Hello,
So I know it’s only been about a week but since I’m an overthinker, I’ve thought about quite a bit during my brief hiatus.
For quick little update, my boyfriend and I rearranged our room and it literally took a whole day. My seasonal allergies are kicking my a** to the point where I’m so congested I feel like I’m drowning. I had my over the phone consult with my family doctor about getting back onto ADHD medication and she wants me to get an EKG done just as a formality before we move forward, and me sleeping schedule has been pretty poor within this past week.
It’s also snowed where I live all day today which is whack.
This little portion is going to sound weird but bear with me.
My dad and I have this thing where when we walk into somewhere, we can pick up the vibes, feelings or “echoes” that are left behind if that makes sense. So when I stayed at a haunted hostel in the city two years ago, when I was in death row I was in full out panic because of how thick the air felt and how tense the atmosphere felt. I know this isn’t uncommon by any means but my dad and I are like that.
So because of my ex, I’ve recently wondered if maybe some echoes of what transpired in this room when I was with him, have stained the periwinkle blue spackled walls (they were spackled when we moved in).
I know it’s a strange thought but it has been weighing heavily on my mind as of late and I am now debating smudging my room.
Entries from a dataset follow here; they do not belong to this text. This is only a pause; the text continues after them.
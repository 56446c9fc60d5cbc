use std::{fs, path::Path, sync::RwLock};

use souk_domain::{filter::ListingFilter, listing::Listing, sort::SortSpec};

use crate::{BoxFuture, Error, ListingStore, Result};

/// Process-local listing catalog evaluated with [`ListingFilter::matches`].
#[derive(Default)]
pub struct MemoryListingStore {
	listings: RwLock<Vec<Listing>>,
}
impl MemoryListingStore {
	pub fn new(listings: Vec<Listing>) -> Self {
		Self { listings: RwLock::new(listings) }
	}

	/// Loads a JSON array of listings.
	pub fn from_seed_file(path: &Path) -> Result<Self> {
		let raw = fs::read_to_string(path)
			.map_err(|source| Error::ReadSeed { path: path.to_path_buf(), source })?;
		let listings: Vec<Listing> = serde_json::from_str(&raw)
			.map_err(|source| Error::ParseSeed { path: path.to_path_buf(), source })?;

		Ok(Self::new(listings))
	}

	/// Inserts `listing`, replacing any listing with the same id.
	pub fn upsert(&self, listing: Listing) {
		let mut listings = self.listings.write().unwrap_or_else(|err| err.into_inner());

		match listings.iter_mut().find(|existing| existing.listing_id == listing.listing_id) {
			Some(existing) => *existing = listing,
			None => listings.push(listing),
		}
	}

	pub fn len(&self) -> usize {
		self.listings.read().unwrap_or_else(|err| err.into_inner()).len()
	}

	pub fn is_empty(&self) -> bool {
		self.len() == 0
	}

	fn count_matching(&self, filter: &ListingFilter) -> u64 {
		let listings = self.listings.read().unwrap_or_else(|err| err.into_inner());

		listings.iter().filter(|listing| filter.matches(listing)).count() as u64
	}

	fn find_matching(
		&self,
		filter: &ListingFilter,
		sort: SortSpec,
		skip: u64,
		limit: u64,
	) -> Vec<Listing> {
		let mut matched: Vec<Listing> = {
			let listings = self.listings.read().unwrap_or_else(|err| err.into_inner());

			listings.iter().filter(|listing| filter.matches(listing)).cloned().collect()
		};

		matched.sort_by(|left, right| sort.compare(left, right));

		let skip = usize::try_from(skip).unwrap_or(usize::MAX);
		let limit = usize::try_from(limit).unwrap_or(usize::MAX);

		matched.into_iter().skip(skip).take(limit).collect()
	}
}
impl ListingStore for MemoryListingStore {
	fn count<'a>(&'a self, filter: &'a ListingFilter) -> BoxFuture<'a, Result<u64>> {
		let count = self.count_matching(filter);

		Box::pin(async move { Ok(count) })
	}

	fn find<'a>(
		&'a self,
		filter: &'a ListingFilter,
		sort: SortSpec,
		skip: u64,
		limit: u64,
	) -> BoxFuture<'a, Result<Vec<Listing>>> {
		let listings = self.find_matching(filter, sort, skip, limit);

		Box::pin(async move { Ok(listings) })
	}
}

#[cfg(test)]
mod tests {
	use time::{Duration, macros::datetime};
	use uuid::Uuid;

	use souk_domain::{
		filter::ListingFilter,
		listing::{Condition, Listing, ListingStatus},
		query::QuerySpec,
		sort::{SortMode, SortSpec},
		text::NormalizedQuery,
	};

	use crate::memory::MemoryListingStore;

	fn listing(idx: i64, boosted: bool, status: ListingStatus) -> Listing {
		Listing {
			listing_id: Uuid::new_v4(),
			title: format!("Item {idx}"),
			description: String::new(),
			category: "misc".to_string(),
			subcategory: None,
			price: 1_000 + idx,
			location: "Madrid".to_string(),
			condition: Condition::Good,
			seller_rating: None,
			created_at: datetime!(2026-01-01 0:00 UTC) + Duration::minutes(idx),
			boosted,
			boosted_at: None,
			status,
		}
	}

	fn active_filter() -> ListingFilter {
		ListingFilter::build(&QuerySpec::default(), &NormalizedQuery::default())
			.expect("Expected filter.")
	}

	#[test]
	fn find_sorts_and_pages() {
		let store = MemoryListingStore::new(vec![
			listing(1, false, ListingStatus::Active),
			listing(2, true, ListingStatus::Active),
			listing(3, false, ListingStatus::Active),
			listing(4, false, ListingStatus::Deleted),
		]);
		let filter = active_filter();
		let sort = SortSpec::for_mode(SortMode::PriceHigh);

		assert_eq!(store.count_matching(&filter), 3);

		let titles: Vec<String> = store
			.find_matching(&filter, sort, 0, 10)
			.into_iter()
			.map(|listing| listing.title)
			.collect();

		assert_eq!(titles, vec!["Item 2", "Item 3", "Item 1"]);
		assert_eq!(store.find_matching(&filter, sort, 2, 10).len(), 1);
		assert!(store.find_matching(&filter, sort, 3, 10).is_empty());
	}

	#[test]
	fn upsert_replaces_by_id() {
		let store = MemoryListingStore::default();
		let mut item = listing(1, false, ListingStatus::Active);

		store.upsert(item.clone());

		item.status = ListingStatus::Sold;

		store.upsert(item);

		assert_eq!(store.len(), 1);
		assert_eq!(store.count_matching(&active_filter()), 0);
	}
}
I think that no matter who you are or what you believe (if anything at all) there is always a sort of essence that gets left behind, if we as people can be affected by such things that why can’t our environments? I don’t know, maybe it’s just the lack of sleep talking.
As I said, I’ve had a bit on my mind as of late so that’s why I’ve decided to cut my hiatus short and I hope that I can go back to posting more chipper things soon as it would be nice to do so again.
I hope you all are doing well, drinking water, taking your meds, making appointments you’ve been putting off, practicing self care, and doing the best that you can in such a difficult time.